Can you tell I have babies on the brain?  One of my BFF's is expecting her first child and I"m beyond excited for her.  SO excited in fact, that I started putting together an e-mail for her of items I thought she might like to research for her registry...Then I decided I should probably share it with my blog friends too!  When I was planning out my registry with Pier, I had no idea what I was doing.  What will I really need for a baby?  Short answer is not much.  I feel like most items on here are for a parent's peace of mind rather than what a baby needs, but it makes for a fun blog post so here we are.  

This is a fun list of things I would register for if I could do it all over again. These I've either successfully used with Pier, on my wishlist for future babies, or have recently purchased via late-night-pregnancy-insomnia-induced-computer-splurges.  You know the kind.  

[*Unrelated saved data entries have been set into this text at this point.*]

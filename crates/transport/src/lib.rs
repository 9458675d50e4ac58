//! Transport collaborator for the messaging platform.
//!
//! The runtime never speaks the platform protocol itself. It drives an
//! abstract [`Transport`] that can start and tear down one automated session
//! per account and send text/media messages, and it consumes the
//! [`TransportEvent`] stream the transport produces. The production
//! implementation is [`sidecar::SidecarTransport`], a WebSocket bridge to a
//! browser-automation sidecar process; [`fake::FakeTransport`] scripts the
//! same surface for tests.

pub mod fake;
pub mod sidecar;
pub mod types;

use async_trait::async_trait;

use zapflow_common::{InboundMessage, ReplyPayload};

/// Error from the transport layer.
#[derive(Debug, Clone, thiserror::Error)]
pub enum TransportError {
    #[error("transport not connected")]
    NotConnected,
    #[error("send failed: {0}")]
    Send(String),
    #[error("send timed out")]
    Timeout,
    #[error("session init failed: {0}")]
    Init(String),
}

/// Events emitted by a transport, consumed by the session dispatch loop.
#[derive(Debug, Clone)]
pub enum TransportEvent {
    /// Pairing challenge (QR payload) to show the operator.
    Challenge { account_id: String, payload: String },
    /// Credentials accepted; connection not yet usable.
    Authenticated { account_id: String },
    /// Session is fully connected. `self_address` is the account's own
    /// identity on the platform, used for anti-loop filtering.
    Ready {
        account_id: String,
        self_address: Option<String>,
    },
    /// Connection dropped.
    Disconnected { account_id: String, reason: String },
    /// Inbound message.
    Message(InboundMessage),
}

#[async_trait]
pub trait Transport: Send + Sync {
    /// Start the automated session for an account. Resolution means the
    /// session is initializing, not that it is connected; progress arrives
    /// as events.
    async fn init_session(&self, account_id: &str) -> Result<(), TransportError>;

    /// Tear the automated session down and release its resources.
    async fn destroy_session(&self, account_id: &str) -> Result<(), TransportError>;

    /// Send a text (and optional media) message.
    async fn send(
        &self,
        account_id: &str,
        to: &str,
        payload: &ReplyPayload,
    ) -> Result<(), TransportError>;
}
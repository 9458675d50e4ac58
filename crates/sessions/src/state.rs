//! Per-account session records.

use std::{
    collections::HashMap,
    sync::{Arc, RwLock},
};

use serde::Serialize;

/// Lifecycle of one automated session.
///
/// `Destroying` is terminal: a session in that state is removed and a fresh
/// record is created on the next `create`.
#[derive(Debug, Clone, Copy, PartialEq, Eq, Serialize)]
#[serde(rename_all = "snake_case")]
pub enum SessionState {
    Initializing,
    QrPending,
    Ready,
    Disconnected,
    Destroying,
}

/// One managed account's session.
#[derive(Debug, Clone, Serialize)]
pub struct Session {
    pub account_id: String,
    pub state: SessionState,
    /// Pairing challenge payload, present only while `QrPending`.
    pub challenge: Option<String>,
    /// The account's own platform address, learned on ready.
    pub self_address: Option<String>,
    /// Unix seconds of the last transition to `Ready`.
    pub connected_at: Option<i64>,
}

impl Session {
    pub fn new(account_id: &str) -> Self {
        Self {
            account_id: account_id.to_string(),
            state: SessionState::Initializing,
            challenge: None,
            self_address: None,
            connected_at: None,
        }
    }
}

/// Shared session map, keyed by account id.
pub type SessionMap = Arc<RwLock<HashMap<String, Session>>>;

/// Identity of a managed account currently in `Ready`, used by the
/// anti-loop router.
#[derive(Debug, Clone, PartialEq, Eq)]
pub struct ReadyIdentity {
    pub account_id: String,
    pub address: String,
}
//! Shared types for the zapflow runtime.
//!
//! Message and address shapes used across the session, rules, broadcast and
//! transport crates live here so the leaf crates stay dependency-free of
//! each other.

pub mod text;
pub mod types;

pub use types::{InboundMessage, MediaRef, ReplyPayload};
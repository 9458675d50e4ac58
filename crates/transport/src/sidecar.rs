//! WebSocket bridge to the browser-automation sidecar.
//!
//! One WebSocket connection carries every account's traffic. A writer task
//! drains an mpsc command channel; a reader task parses sidecar events,
//! resolves pending send acknowledgements, and forwards session events to
//! the runtime's dispatch loop.

use std::{
    collections::HashMap,
    sync::{Arc, Mutex},
    time::Duration,
};

use {
    async_trait::async_trait,
    futures::{SinkExt, StreamExt},
    tokio::sync::{mpsc, oneshot},
    tokio_tungstenite::{connect_async, tungstenite::Message},
    tracing::{debug, error, info, warn},
    uuid::Uuid,
};

use zapflow_common::{InboundMessage, ReplyPayload};

use crate::{
    Transport, TransportError, TransportEvent,
    types::{RuntimeCommand, SidecarEvent},
};

/// Default sidecar WebSocket port.
pub const DEFAULT_SIDECAR_PORT: u16 = 9876;

/// How long to wait for the sidecar to acknowledge a send.
const SEND_ACK_TIMEOUT: Duration = Duration::from_secs(30);

type PendingMap = Arc<Mutex<HashMap<String, oneshot::Sender<Result<(), String>>>>>;

/// Transport implementation backed by the sidecar WebSocket.
#[derive(Clone)]
pub struct SidecarTransport {
    tx: mpsc::Sender<RuntimeCommand>,
    pending: PendingMap,
}

impl SidecarTransport {
    /// Connect to the sidecar. Returns the transport handle, the event
    /// stream for the dispatch loop, and a receiver that fires when the
    /// sidecar connection drops.
    pub async fn connect(
        port: u16,
    ) -> Result<
        (
            Self,
            mpsc::Receiver<TransportEvent>,
            oneshot::Receiver<()>,
        ),
        TransportError,
    > {
        let url = format!("ws://127.0.0.1:{port}");
        info!(url = %url, "connecting to automation sidecar");

        let (ws_stream, _) = connect_async(&url)
            .await
            .map_err(|e| TransportError::Init(e.to_string()))?;

        info!("connected to automation sidecar");

        let (mut write, mut read) = ws_stream.split();
        let (tx, mut rx) = mpsc::channel::<RuntimeCommand>(32);
        let (event_tx, event_rx) = mpsc::channel::<TransportEvent>(256);
        let (disconnect_tx, disconnect_rx) = oneshot::channel();

        let pending: PendingMap = Arc::new(Mutex::new(HashMap::new()));
        let pending_reader = Arc::clone(&pending);

        // Reader task: wire events in, runtime events out.
        tokio::spawn(async move {
            while let Some(msg_result) = read.next().await {
                match msg_result {
                    Ok(Message::Text(text)) => {
                        match serde_json::from_str::<SidecarEvent>(&text) {
                            Ok(ev) => {
                                handle_sidecar_event(ev, &pending_reader, &event_tx).await;
                            },
                            Err(e) => {
                                warn!(error = %e, text = %text, "failed to parse sidecar event");
                            },
                        }
                    },
                    Ok(Message::Close(_)) => {
                        info!("sidecar connection closed");
                        break;
                    },
                    Ok(_) => {}, // Ignore ping/pong/binary
                    Err(e) => {
                        error!(error = %e, "WebSocket read error");
                        break;
                    },
                }
            }
            let _ = disconnect_tx.send(());
        });

        // Writer task: drain the command channel.
        tokio::spawn(async move {
            while let Some(cmd) = rx.recv().await {
                match serde_json::to_string(&cmd) {
                    Ok(json) => {
                        if let Err(e) = write.send(Message::Text(json.into())).await {
                            error!(error = %e, "failed to send command to sidecar");
                            break;
                        }
                        debug!(?cmd, "sent command to sidecar");
                    },
                    Err(e) => {
                        error!(error = %e, "failed to serialize command");
                    },
                }
            }
        });

        Ok((Self { tx, pending }, event_rx, disconnect_rx))
    }

    /// Connect with retries at a fixed two-second interval.
    pub async fn connect_with_retry(
        port: u16,
        max_retries: u32,
    ) -> Result<
        (
            Self,
            mpsc::Receiver<TransportEvent>,
            oneshot::Receiver<()>,
        ),
        TransportError,
    > {
        let mut attempt = 0;
        loop {
            match Self::connect(port).await {
                Ok(result) => return Ok(result),
                Err(e) => {
                    attempt += 1;
                    if attempt >= max_retries {
                        return Err(e);
                    }
                    warn!(attempt, max_retries, error = %e, "failed to connect to sidecar, retrying...");
                    tokio::time::sleep(Duration::from_secs(2)).await;
                },
            }
        }
    }

    async fn submit(&self, cmd: RuntimeCommand) -> Result<(), TransportError> {
        self.tx
            .send(cmd)
            .await
            .map_err(|_| TransportError::NotConnected)
    }

    /// Send a command that the sidecar acknowledges with a `send_result`.
    async fn submit_tracked(
        &self,
        request_id: String,
        cmd: RuntimeCommand,
    ) -> Result<(), TransportError> {
        let (ack_tx, ack_rx) = oneshot::channel();
        self.pending
            .lock()
            .unwrap_or_else(|e| e.into_inner())
            .insert(request_id.clone(), ack_tx);

        if let Err(e) = self.submit(cmd).await {
            self.pending
                .lock()
                .unwrap_or_else(|e| e.into_inner())
                .remove(&request_id);
            return Err(e);
        }

        match tokio::time::timeout(SEND_ACK_TIMEOUT, ack_rx).await {
            Ok(Ok(Ok(()))) => Ok(()),
            Ok(Ok(Err(reason))) => Err(TransportError::Send(reason)),
            // Ack channel dropped: reader task died.
            Ok(Err(_)) => {
                self.pending
                    .lock()
                    .unwrap_or_else(|e| e.into_inner())
                    .remove(&request_id);
                Err(TransportError::NotConnected)
            },
            Err(_) => {
                self.pending
                    .lock()
                    .unwrap_or_else(|e| e.into_inner())
                    .remove(&request_id);
                Err(TransportError::Timeout)
            },
        }
    }
}

async fn handle_sidecar_event(
    ev: SidecarEvent,
    pending: &PendingMap,
    event_tx: &mpsc::Sender<TransportEvent>,
) {
    let forwarded = match ev {
        SidecarEvent::Qr { account_id, qr } => Some(TransportEvent::Challenge {
            account_id,
            payload: qr,
        }),
        SidecarEvent::Authenticated { account_id } => {
            Some(TransportEvent::Authenticated { account_id })
        },
        SidecarEvent::Ready {
            account_id,
            self_address,
        } => Some(TransportEvent::Ready {
            account_id,
            self_address,
        }),
        SidecarEvent::Disconnected { account_id, reason } => {
            Some(TransportEvent::Disconnected { account_id, reason })
        },
        SidecarEvent::InboundMessage {
            account_id,
            message_id,
            chat,
            sender,
            sender_name,
            from_me,
            is_group,
            is_status,
            body,
            timestamp,
        } => Some(TransportEvent::Message(InboundMessage {
            account_id,
            message_id,
            chat,
            sender,
            sender_name,
            from_me,
            is_group,
            is_status,
            body,
            timestamp,
        })),
        SidecarEvent::SendResult {
            request_id,
            success,
            error,
        } => {
            let ack = pending
                .lock()
                .unwrap_or_else(|e| e.into_inner())
                .remove(&request_id);
            match ack {
                Some(tx) => {
                    let result = if success {
                        Ok(())
                    } else {
                        Err(error.unwrap_or_else(|| "send rejected".to_string()))
                    };
                    let _ = tx.send(result);
                },
                None => debug!(request_id, "send result for unknown request"),
            }
            None
        },
        SidecarEvent::Error { account_id, error } => {
            warn!(?account_id, error, "sidecar error");
            None
        },
    };

    if let Some(event) = forwarded
        && event_tx.send(event).await.is_err()
    {
        warn!("event consumer dropped, discarding transport event");
    }
}

#[async_trait]
impl Transport for SidecarTransport {
    async fn init_session(&self, account_id: &str) -> Result<(), TransportError> {
        self.submit(RuntimeCommand::Init {
            account_id: account_id.to_string(),
        })
        .await
    }

    async fn destroy_session(&self, account_id: &str) -> Result<(), TransportError> {
        self.submit(RuntimeCommand::Destroy {
            account_id: account_id.to_string(),
        })
        .await
    }

    async fn send(
        &self,
        account_id: &str,
        to: &str,
        payload: &ReplyPayload,
    ) -> Result<(), TransportError> {
        let request_id = Uuid::new_v4().to_string();
        debug!(account_id, to, request_id, "sending message");

        let cmd = match &payload.media {
            Some(media) => RuntimeCommand::SendMedia {
                account_id: account_id.to_string(),
                to: to.to_string(),
                media_url: media.url.clone(),
                media_type: media_kind(&media.mime_type).to_string(),
                caption: if payload.text.is_empty() {
                    None
                } else {
                    Some(payload.text.clone())
                },
                request_id: request_id.clone(),
            },
            None => RuntimeCommand::SendText {
                account_id: account_id.to_string(),
                to: to.to_string(),
                text: payload.text.clone(),
                request_id: request_id.clone(),
            },
        };

        self.submit_tracked(request_id, cmd).await
    }
}

fn media_kind(mime_type: &str) -> &'static str {
    if mime_type.starts_with("image/") {
        "image"
    } else if mime_type.starts_with("video/") {
        "video"
    } else if mime_type.starts_with("audio/") {
        "audio"
    } else {
        "document"
    }
}

#[cfg(test)]
mod tests {
    use super::*;

    #[test]
    fn media_kind_buckets() {
        assert_eq!(media_kind("image/png"), "image");
        assert_eq!(media_kind("video/mp4"), "video");
        assert_eq!(media_kind("audio/ogg"), "audio");
        assert_eq!(media_kind("application/pdf"), "document");
    }

    #[tokio::test]
    async fn lost_ack_sender_clears_pending_entry() {
        let (tx, mut rx) = mpsc::channel(4);
        let transport = SidecarTransport {
            tx,
            pending: Arc::new(Mutex::new(HashMap::new())),
        };

        // Swap the ack sender out from under the request and drop it, as a
        // reader task losing its state would.
        let pending = Arc::clone(&transport.pending);
        tokio::spawn(async move {
            let _ = rx.recv().await;
            let keys: Vec<String> = pending.lock().unwrap().keys().cloned().collect();
            for key in keys {
                let (dead_tx, _dead_rx) = oneshot::channel();
                drop(pending.lock().unwrap().insert(key, dead_tx));
            }
        });

        let err = transport
            .submit_tracked("r1".into(), RuntimeCommand::SendText {
                account_id: "acc".into(),
                to: "555@c.us".into(),
                text: "oi".into(),
                request_id: "r1".into(),
            })
            .await
            .unwrap_err();
        assert!(matches!(err, TransportError::NotConnected));
        assert!(
            transport
                .pending
                .lock()
                .unwrap()
                .is_empty(),
            "no entry may survive a dead ack channel"
        );
    }
}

Enjoy!  (Get ready...I seriously have too much fun compiling lists like this..)






A FEW NOTES:

  • BORROW BABY GEAR | When the baby arrives, I would find a friend and borrow specialty gear related items like a swing, activity center, or rock-n-play because that way you'll see what your child prefers.  I think we didn't use half of the stuff we had with Pier...just be patient and know that each child is very different from the next.  
     
  • SHOP SECONDHAND | If you want to try something out but don't want to pay full price, I've had great success at consignment stores.  Not only are they an economical choice they also sell things in great condition.  Secondhand clothing is a life-savor. I will confess that baby clothes and blankets are something that I'm really sentimental about...I buy a small handful of nicer quality, organic heirloom pieces for my own selfish reasons, but end up buying everything else at Goodwill.  Also, Craigslist stalking is great for nursery furniture and anything else you might need.
     
  • THE THINGS NO ONE TELLS YOU | I only have experience with nursing, so you may need more items if you decide on bottle-feeding.  Breast pumps are great if you decide on that route and I know a lot of insurance companies provide coverage for them.  I got my medela pump for free...one less thing to register for!  I will say that I hate that thing though.  I much prefer this one.
     
  • THINK BIG PICTURE ITEMS |  When registering for bigger ticket items, research things that will grow with your child.  Convertible cribs, strollers, and high chairs are high on that list!  If I could do it all over again I would invest in a nice rocker that reclines instead of a fancy crib or dresser.  You spend quite a bit of time rocking babies (and toddlers) to sleep and it really pays off to have somewhere comfortable to do it.  Reclining feature is an optional luxury but boyyyy that would have been nice to have for those sleepless nights.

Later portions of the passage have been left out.